DESCRIPTION OF THE TASK: Throughout the entries below, report every line where "bool" is found.
· · · · ·
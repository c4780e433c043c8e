//! Rotating 3-up project carousel.
//!
//! Three panels (prev, current, next) are rendered at once over a cyclic index
//! into the project list. A step slides all three panels by one panel width
//! while the wrapper dips in opacity. When the slide completes, the images are
//! swapped and the panels jump back to rest, so the motion reads as one
//! continuous slide.
//!
//! Inputs:
//! - autoplay timer (one at a time, restarted from zero on resume)
//! - arrow clicks
//! - hover and touch pause/resume
//! - horizontal touch drag, honoured only while the page rests on the home section
//!
//! A touch that moved past the drag threshold also arms the overlay link guard
//! until the next touch starts.

use crate::app::actions::{Action, Channel, Property, Slot, Target, Ticket, TimerId, Tween};
use crate::app::gesture::{GestureSample, GestureThresholds, TouchPoint};
use crate::app::modes::{Direction, Phase};
use crate::app::shared::SectionWatch;
use crate::domain::project::present;
use crate::domain::Project;
use crate::ui::motion::CarouselMotion;
use crate::ui::overlay::build_overlay;
use crate::ui::viewmodel::{CarouselView, PanelView};

/// Touch gesture in progress on the carousel.
#[derive(Debug, Clone, Copy)]
struct Drag {
    sample: GestureSample,
    /// Vertical movement handed this gesture to the pager.
    ceded: bool,
    /// A second finger landed; the gesture can only snap back.
    aborted: bool,
}

/// Carousel state machine.
#[derive(Debug)]
pub struct Carousel {
    projects: Vec<Project>,
    index: usize,
    phase: Phase,
    timer: Option<TimerId>,
    next_timer: u64,
    next_seq: u64,
    home: SectionWatch,
    drag: Option<Drag>,
    was_drag: bool,
    motion: CarouselMotion,
    thresholds: GestureThresholds,
}
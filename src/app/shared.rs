//! Read-only view of the pager's position for other controllers.
//!
//! The pager owns a [`SectionCursor`] and is the only writer. The carousel is
//! handed a [`SectionWatch`] at construction and can ask whether the page is
//! on the home section, without reaching into the pager.

use std::cell::Cell;
use std::rc::Rc;

/// Writable handle on the active section index, held by the pager.
#[derive(Debug, Default)]
pub struct SectionCursor {
    index: Rc<Cell<usize>>,
}

impl SectionCursor {
    #[must_use]
    pub fn new() -> Self {
        Self::default()
    }

    #[must_use]
    pub fn get(&self) -> usize {
        self.index.get()
    }

    pub fn set(&self, index: usize) {
        self.index.set(index);
    }

    /// Creates a read-only handle observing this cursor.
    #[must_use]
    pub fn watch(&self) -> SectionWatch {
        SectionWatch {
            index: Rc::clone(&self.index),
        }
    }
}

/// Read-only handle on the active section index.
#[derive(Debug, Clone)]
pub struct SectionWatch {
    index: Rc<Cell<usize>>,
}

impl SectionWatch {
    #[must_use]
    pub fn index(&self) -> usize {
        self.index.get()
    }

    /// Whether the page currently rests on the home section (index 0).
    #[must_use]
    pub fn is_home(&self) -> bool {
        self.index.get() == 0
    }
}

#[cfg(test)]
mod tests {
    use super::*;

    #[test]
    fn watch_follows_cursor_writes() {
        let cursor = SectionCursor::new();
        let watch = cursor.watch();
        assert!(watch.is_home());

        cursor.set(2);
        assert_eq!(watch.index(), 2);
        assert!(!watch.is_home());
    }
}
· · · · ·
TASK OUTPUT:
    ceded: bool,
    aborted: bool,
    was_drag: bool,
    pub fn is_home(&self) -> bool {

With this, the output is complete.